An Analogy Between a Consultant/Coach and Paratrooper. Information and Adaptability is Key!

“Paratroopers are used for tactical advantage as they can be inserted onto the battlefield from … any location[. This] allows paratroopers to evade emplaced fortifications that exist to prevent an attack from a specific direction”

Excerpted from Wikipedia

I believe there are certain analogies between being a Paratrooper and being an Agile Coach or Consultant, including having strategic objectives, a purpose of infiltration, a sense of opposition, and a goal or cause that you believe in. However, I am not asserting that, a) implementing Agility at an organization is a declaration of war, b) Agility is a tactical warfare technique, or, c) being an Agile Coach or Consultant is synonymous to or nearly as dangerous a job as a Paratrooper.

Having said that, depending on the environment an Agile Coach or Consultant may sometimes feel like they are actually entering a corporate or political war zone. They are often viewed as outsiders posing a clear threat. They are often in the minority. They are often dropped in to unfamiliar territory. They often have incomplete or incorrect information. They are often surrounded by opposing forces.
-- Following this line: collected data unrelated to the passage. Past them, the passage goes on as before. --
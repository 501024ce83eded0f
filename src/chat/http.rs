//! Production `ChatApi` implementation backed by `reqwest`.

use super::{truncate_body, ChatApi, MessageKind, RoomEvent, SyncResult, ThreadContext};
use crate::config::{AuthMode, Config};
use crate::error::{ChatError, Result};
use serde_json::{json, Value};
use std::collections::HashSet;
use std::sync::atomic::{AtomicU64, Ordering};
use std::time::Duration;

const MAX_RETRY_ATTEMPTS: u32 = 5;
const MIN_RATE_LIMIT_BACKOFF_MS: u64 = 250;
const MAX_DEFAULT_BACKOFF_MS: u64 = 8_000;

/// Thin HTTP client against one federated chat homeserver.
pub struct HttpChatClient {
    http: reqwest::Client,
    base_url: String,
    bot_user_id: String,
    access_token: String,
    txn_prefix: String,
    txn_counter: AtomicU64,
}

impl HttpChatClient {
    /// Build a client, performing the password login exchange if
    /// `config.auth` selects that mode.
    pub async fn connect(config: &Config) -> Result<Self> {
        let http = reqwest::Client::builder()
            .gzip(true)
            .build()
            .map_err(|source| ChatError::Transport {
                endpoint: "client construction".to_string(),
                source,
            })?;

        let mut client = Self {
            http,
            base_url: config.homeserver_url.clone(),
            bot_user_id: config.bot_user_id.clone(),
            access_token: String::new(),
            txn_prefix: uuid::Uuid::new_v4().to_string(),
            txn_counter: AtomicU64::new(0),
        };

        client.access_token = match &config.auth {
            AuthMode::AccessToken(token) => token.clone(),
            AuthMode::Password(password) => client.login_with_password(password).await?,
        };

        Ok(client)
    }

    async fn login_with_password(&self, password: &str) -> Result<String> {
        let body = json!({
            "type": "m.login.password",
            "identifier": {"type": "m.id.user", "user": self.bot_user_id},
            "password": password,
        });
        let response = self
            .request_with_retry(reqwest::Method::POST, "/_matrix/client/v3/login", Some(body))
            .await?;

        let access_token = response
            .get("access_token")
            .and_then(Value::as_str)
            .ok_or(ChatError::LoginResponseMissingField("access_token"))?
            .to_string();
        response
            .get("user_id")
            .and_then(Value::as_str)
            .ok_or(ChatError::LoginResponseMissingField("user_id"))?;
        Ok(access_token)
    }

    fn next_txn_id(&self) -> String {
        let counter = self.txn_counter.fetch_add(1, Ordering::SeqCst);
        let wallclock = chrono::Utc::now().timestamp_millis();
        format!("{}-{wallclock}-{counter}", self.txn_prefix)
    }

    fn url(&self, path: &str) -> String {
        format!("{}{}", self.base_url, path)
    }

    /// Run one HTTP call under the mandatory retry policy:
    /// up to 5 attempts, sleeping on HTTP 429 per `retry_after_ms` (or a
    /// linear backoff if absent), any other non-2xx is fatal.
    async fn request_with_retry(
        &self,
        method: reqwest::Method,
        path: &str,
        body: Option<Value>,
    ) -> Result<Value> {
        let url = self.url(path);
        let mut last_error = None;

        for attempt in 1..=MAX_RETRY_ATTEMPTS {
            let mut request = self
                .http
                .request(method.clone(), &url)
                .bearer_auth(&self.access_token);
            if let Some(body) = &body {
                request = request.json(body);
            }

            let response = match request.send().await {
                Ok(response) => response,
                Err(source) => {
                    last_error = Some(ChatError::Transport {
                        endpoint: path.to_string(),
                        source,
                    });
                    continue;
                }
            };

            let status = response.status();
            if status.is_success() {
                let bytes = response.bytes().await.map_err(|source| ChatError::Transport {
                    endpoint: path.to_string(),
                    source,
                })?;
                if bytes.is_empty() {
                    return Ok(Value::Null);
                }
                return serde_json::from_slice(&bytes).map_err(|err| {
                    ChatError::Decode {
                        endpoint: path.to_string(),
                        message: err.to_string(),
                    }
                    .into()
                });
            }

            if status.as_u16() == 429 {
                let body_text = response.text().await.unwrap_or_default();
                let retry_after_ms = serde_json::from_str::<Value>(&body_text)
                    .ok()
                    .and_then(|v| v.get("retry_after_ms").and_then(Value::as_u64));
                let delay_ms = match retry_after_ms {
                    Some(ms) => ms.max(MIN_RATE_LIMIT_BACKOFF_MS),
                    None => (500 * attempt as u64).min(MAX_DEFAULT_BACKOFF_MS),
                };
                tracing::warn!(endpoint = %path, attempt, delay_ms, "rate limited, retrying");
                tokio::time::sleep(Duration::from_millis(delay_ms)).await;
                last_error = Some(ChatError::Http {
                    endpoint: path.to_string(),
                    status: status.as_u16(),
                    body: body_text,
                });
                continue;
            }

            let body_text = response.text().await.unwrap_or_default();
            return Err(ChatError::Http {
                endpoint: path.to_string(),
                status: status.as_u16(),
                body: body_text,
            }
            .into());
        }

        Err(last_error
            .unwrap_or(ChatError::Decode {
                endpoint: path.to_string(),
                message: "retries exhausted with no recorded error".to_string(),
            })
            .into())
    }

    async fn send(&self, room_id: &str, text: &str, kind: MessageKind, thread: ThreadContext) -> Result<()> {
        let truncated = truncate_body(text);
        let msgtype = match kind {
            MessageKind::Text => "m.text",
            MessageKind::Notice => "m.notice",
        };
        let mut body = json!({"msgtype": msgtype, "body": truncated});
        if let Some(root) = thread.thread_root_event_id {
            body["m.relates_to"] = json!({
                "rel_type": "m.thread",
                "event_id": root,
                "is_falling_back": true,
                "m.in_reply_to": {"event_id": root},
            });
        }

        let txn_id = self.next_txn_id();
        let path = format!(
            "/_matrix/client/v3/rooms/{}/send/m.room.message/{}",
            urlencode(room_id),
            urlencode(&txn_id)
        );
        self.request_with_retry(reqwest::Method::PUT, &path, Some(body))
            .await?;
        Ok(())
    }

    /// Derive the `via` server list for hierarchy state events from the
    /// bot's homeserver / user ID suffix.
    fn via_servers(&self) -> Vec<String> {
        let server = self
            .bot_user_id
            .rsplit_once(':')
            .map(|(_, server)| server.to_string())
            .unwrap_or_else(|| self.base_url.clone());
        vec![server]
    }
}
They are often made a target, either passively or aggressively. They often start with plans, but what makes them successful is their ability to adapt their plans and react to situations. In other words…be agile!

Like a Paratrooper, a Coach or Consultant is often “parachuted” or “inserted” in to an organization or foreign group with a specific mission. It is often to provide a “tactical advantage” and doing so helps a Coach or Consultant “evade emplaced fortifications [well established norms or strong opposition] that exist”, so they can get the job done from the inside and with less opposition.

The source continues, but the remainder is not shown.